From the first line of the material below to the line containing "pub const TOKENS_PER_ROUND: u64 = 2000;", repeat every line exactly and add nothing.

Data shown Start Marker

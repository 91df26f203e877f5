//! Pre-flight cost projection and in-flight spend accounting.
//!
//! The estimate is input-bounded: it assumes the question is sent once per
//! agent and each agent produces [`TOKENS_PER_ROUND`] output tokens per
//! round. Actual spend is summed from provider-reported usage at each
//! response's own model price.

use crate::agent::Agent;
use crate::consult::response::AgentResponse;
use crate::cost::pricing::ModelPricing;
use serde::{Deserialize, Serialize};

/// Assumed output tokens per agent per round.
pub const TOKENS_PER_ROUND: u64 = 2000;

/// Pre-flight projection for one agent
#[derive(Debug, Clone, PartialEq, Serialize, Deserialize)]
pub struct AgentEstimate {
    pub agent: String,
    pub model: String,
    pub input_tokens: u64,
    pub output_tokens: u64,
    pub usd: f64,
}

/// Pre-flight projection for the whole consultation
#[derive(Debug, Clone, PartialEq, Serialize, Deserialize)]
pub struct CostEstimate {
    pub question_tokens: u64,
    pub input_tokens_total: u64,
    pub output_tokens_total: u64,
    pub usd: f64,
    pub per_agent: Vec<AgentEstimate>,
}

/// Rough token count for a prompt string (4 chars ≈ 1 token).
pub fn approximate_tokens(text: &str) -> u64 {
    text.len().div_ceil(4) as u64
}

/// Project the cost of consulting `agents` for `rounds` rounds.
///
/// Negative round counts cannot occur at the type level; a zero-round
/// request estimates input cost only.
pub fn estimate(question: &str, agents: &[Agent], rounds: u8) -> CostEstimate {
    let question_tokens = approximate_tokens(question);
    let output_per_agent = rounds as u64 * TOKENS_PER_ROUND;

    let per_agent: Vec<AgentEstimate> = agents
        .iter()
        .map(|agent| {
            let price = ModelPricing::for_model(&agent.model);
            AgentEstimate {
                agent: agent.name.clone(),
                model: agent.model.clone(),
                input_tokens: question_tokens,
                output_tokens: output_per_agent,
                usd: price.cost(question_tokens, output_per_agent),
            }
        })
        .collect();

    CostEstimate {
        question_tokens,
        input_tokens_total: question_tokens * agents.len() as u64,
        output_tokens_total: output_per_agent * agents.len() as u64,
        usd: per_agent.iter().map(|a| a.usd).sum(),
        per_agent,
    }
}

/// USD saved by skipping `rounds_skipped` rounds, assuming each skipped
/// round would have cost [`TOKENS_PER_ROUND`] tokens per agent at the sum
/// of that agent's input and output price.
pub fn early_termination_savings(agents: &[Agent], rounds_skipped: u8) -> f64 {
    let tokens = (rounds_skipped as u64 * TOKENS_PER_ROUND) as f64 / 1000.0;
    agents
        .iter()
        .map(|agent| {
            let price = ModelPricing::for_model(&agent.model);
            tokens * (price.input + price.output)
        })
        .sum()
}

/// Sum the realized USD spend across response envelopes, pricing each at
/// its own model (substituted providers bill at the substitute's model).
pub fn actual_cost(responses: &[&AgentResponse]) -> f64 {
    responses
        .iter()
        .map(|r| ModelPricing::for_model(&r.model).cost(r.tokens.input, r.tokens.output))
        .sum()
}
//! Durable storage port for checkpoints, partial records and final results.

use conclave_domain::{ConsultError, ConsultationResult};
use serde_json::Value;

/// Port for the consultation's durable artifacts.
///
/// Implementations guarantee:
/// - `save_checkpoint` is idempotent per `(consultation_id, round)`;
/// - `append_partial` is a single append call (one JSONL line);
/// - `write_final` replaces atomically (temp file + rename).
pub trait RunStore: Send + Sync {
    fn save_checkpoint(
        &self,
        consultation_id: &str,
        round: u8,
        doc: &Value,
    ) -> Result<(), ConsultError>;

    fn append_partial(&self, consultation_id: &str, line: &str) -> Result<(), ConsultError>;

    fn write_final(&self, result: &ConsultationResult) -> Result<(), ConsultError>;
}

/// Discarding store for tests and dry runs.
pub struct NullRunStore;

impl RunStore for NullRunStore {
    fn save_checkpoint(&self, _id: &str, _round: u8, _doc: &Value) -> Result<(), ConsultError> {
        Ok(())
    }

    fn append_partial(&self, _id: &str, _line: &str) -> Result<(), ConsultError> {
        Ok(())
    }

    fn write_final(&self, _result: &ConsultationResult) -> Result<(), ConsultError> {
        Ok(())
    }
}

Data shown End Marker

** Exercise answer **
repository 91df26f203e877f5
//! Pre-flight cost projection and in-flight spend accounting.
//!
//! The estimate is input-bounded: it assumes the question is sent once per
//! agent and each agent produces [`TOKENS_PER_ROUND`] output tokens per
//! round. Actual spend is summed from provider-reported usage at each
//! response's own model price.

use crate::agent::Agent;
use crate::consult::response::AgentResponse;
use crate::cost::pricing::ModelPricing;
use serde::{Deserialize, Serialize};

/// Assumed output tokens per agent per round.
pub const TOKENS_PER_ROUND: u64 = 2000;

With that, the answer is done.